21/03/2018 12:53 par Dominique

Entièrement d’accord. Gaddafi était un dictateur mais il était un bon dictateur qui oeuvrait pour le bien commun. Cela de l’avis d’amis syriens qui, comme la moitié de la population du pays, se sont enfuis à l’étranger pour ne pas subir la terreur imposée par les gangs mafieux qui se disputent aujourd’hui la Libye.

Par exemple, les nouveaux mariés en Libye recevaient 50’000 $ pour pouvoir fonder un foyer. Les femmes recevaient 5’000 $ à la naissance d’un enfant. Les citoyens ne payaient pas d’impôt et à la place ils touchaient des dividendes sur les ventes de pétrole. Les sans-emploi recevaient en prestation le salaire moyen de leur profession.
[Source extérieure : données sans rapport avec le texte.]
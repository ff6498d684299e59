//! GnuPG command-line integration.
//!
//! Encryption is delegated to the `gpg` binary so archives stay readable with
//! stock tooling (`gpg --decrypt backup.tar.gz.gpg | tar -xz`).

use crate::utils::errors::{LifecycleError, Result};
use std::io::ErrorKind;
use std::path::{Path, PathBuf};
use std::process::{Command, Output};
use tracing::debug;

/// How an archive is encrypted or decrypted.
#[derive(Debug, Clone, PartialEq, Eq)]
pub enum EncryptionKey {
    /// Public-key encryption for a recipient (email or key id).
    Recipient(String),
    /// Symmetric encryption with a passphrase read from a file.
    PassphraseFile(PathBuf),
    /// Decrypt with whatever secret key the default keyring holds.
    Keyring,
}

impl EncryptionKey {
    pub fn describe(&self) -> String {
        match self {
            EncryptionKey::Recipient(id) => format!("recipient '{}'", id),
            EncryptionKey::PassphraseFile(path) => format!("passphrase file {}", path.display()),
            EncryptionKey::Keyring => "default keyring".to_string(),
        }
    }
}

#[derive(Debug, Clone)]
pub struct GpgCli {
    binary: PathBuf,
    homedir: Option<PathBuf>,
}

impl GpgCli {
    pub fn new(binary: impl Into<PathBuf>) -> Self {
        Self {
            binary: binary.into(),
            homedir: None,
        }
    }

    pub fn with_homedir(mut self, homedir: impl Into<PathBuf>) -> Self {
        self.homedir = Some(homedir.into());
        self
    }

    fn command(&self) -> Command {
        let mut command = Command::new(&self.binary);
        command.arg("--batch").arg("--yes").arg("--no-tty");
        if let Some(homedir) = &self.homedir {
            command.arg("--homedir").arg(homedir);
        }
        command
    }

    fn run(&self, mut command: Command, action: &str) -> Result<Output> {
        debug!("Running {:?}", command);
        match command.output() {
            Ok(output) => Ok(output),
            Err(e) if e.kind() == ErrorKind::NotFound => Err(LifecycleError::ToolUnavailable(
                format!("{} not found on PATH (needed to {})", self.binary.display(), action),
            )),
            Err(e) => Err(LifecycleError::Encryption(format!(
                "failed to launch {}: {}",
                self.binary.display(),
                e
            ))),
        }
    }

    /// Confirm the binary runs and, for recipient keys, that the public key is present.
    pub fn ensure_ready(&self, key: &EncryptionKey) -> Result<()> {
        let mut version = self.command();
        version.arg("--version");
        let output = self.run(version, "encrypt the archive")?;
        if !output.status.success() {
            return Err(LifecycleError::ToolUnavailable(format!(
                "{} --version exited with {}",
                self.binary.display(),
                output.status
            )));
        }

        match key {
            EncryptionKey::Recipient(id) => {
                let mut list = self.command();
                list.arg("--list-keys").arg(id);
                let output = self.run(list, "look up the recipient key")?;
                if !output.status.success() {
                    return Err(LifecycleError::ToolUnavailable(format!(
                        "no public key for recipient '{}' in the keyring",
                        id
                    )));
                }
            }
            EncryptionKey::PassphraseFile(path) => {
                if !path.is_file() {
                    return Err(LifecycleError::Config(format!(
                        "passphrase file {} does not exist",
                        path.display()
                    )));
                }
            }
            EncryptionKey::Keyring => {
                return Err(LifecycleError::Config(
                    "encryption requires a recipient or a passphrase file".to_string(),
                ));
            }
        }
        Ok(())
    }

    pub fn encrypt(&self, input: &Path, output: &Path, key: &EncryptionKey) -> Result<()> {
        let mut command = self.command();
        match key {
            EncryptionKey::Recipient(id) => {
                command
                    .arg("--trust-model")
                    .arg("always")
                    .arg("--recipient")
                    .arg(id)
                    .arg("--output")
                    .arg(output)
                    .arg("--encrypt");
            }
            EncryptionKey::PassphraseFile(path) => {
                command
                    .arg("--pinentry-mode")
                    .arg("loopback")
                    .arg("--passphrase-file")
                    .arg(path)
                    .arg("--cipher-algo")
                    .arg("AES256")
                    .arg("--output")
                    .arg(output)
                    .arg("--symmetric");
            }
            EncryptionKey::Keyring => {
                return Err(LifecycleError::Config(
                    "encryption requires a recipient or a passphrase file".to_string(),
                ));
            }
        }
        command.arg(input);
        self.check(command, "encrypt the archive")
    }

    pub fn decrypt(&self, input: &Path, output: &Path, key: &EncryptionKey) -> Result<()> {
        let mut command = self.command();
        if let EncryptionKey::PassphraseFile(path) = key {
            command
                .arg("--pinentry-mode")
                .arg("loopback")
                .arg("--passphrase-file")
                .arg(path);
        }
        command.arg("--output").arg(output).arg("--decrypt").arg(input);
        self.check(command, "decrypt the archive")
    }

    fn check(&self, command: Command, action: &str) -> Result<()> {
        let output = self.run(command, action)?;
        if output.status.success() {
            return Ok(());
        }
        let stderr = String::from_utf8_lossy(&output.stderr);
        Err(LifecycleError::Encryption(format!(
            "gpg failed to {} ({}): {}",
            action,
            output.status,
            stderr.trim()
        )))
    }
}

impl Default for GpgCli {
    fn default() -> Self {
        Self::new("gpg")
    }
}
Comparons cela avec ce qui se passe en occident où, tous partis confondus ou presque les politiques passent leur temps à faire des cadeaux aux riches et à dire aux peuples que c’est l’austérité, et nous comprenons que le véritable ennemi des politiques n’est pas la finance comme certains le prétendent mais les peuples qui les élisent.

Get up, stand up ! Don’t give up the fight !
You can fool some peoples sometime but you can’t fool all the people all the time !
Get up, stand up ! Don’t give up the fight !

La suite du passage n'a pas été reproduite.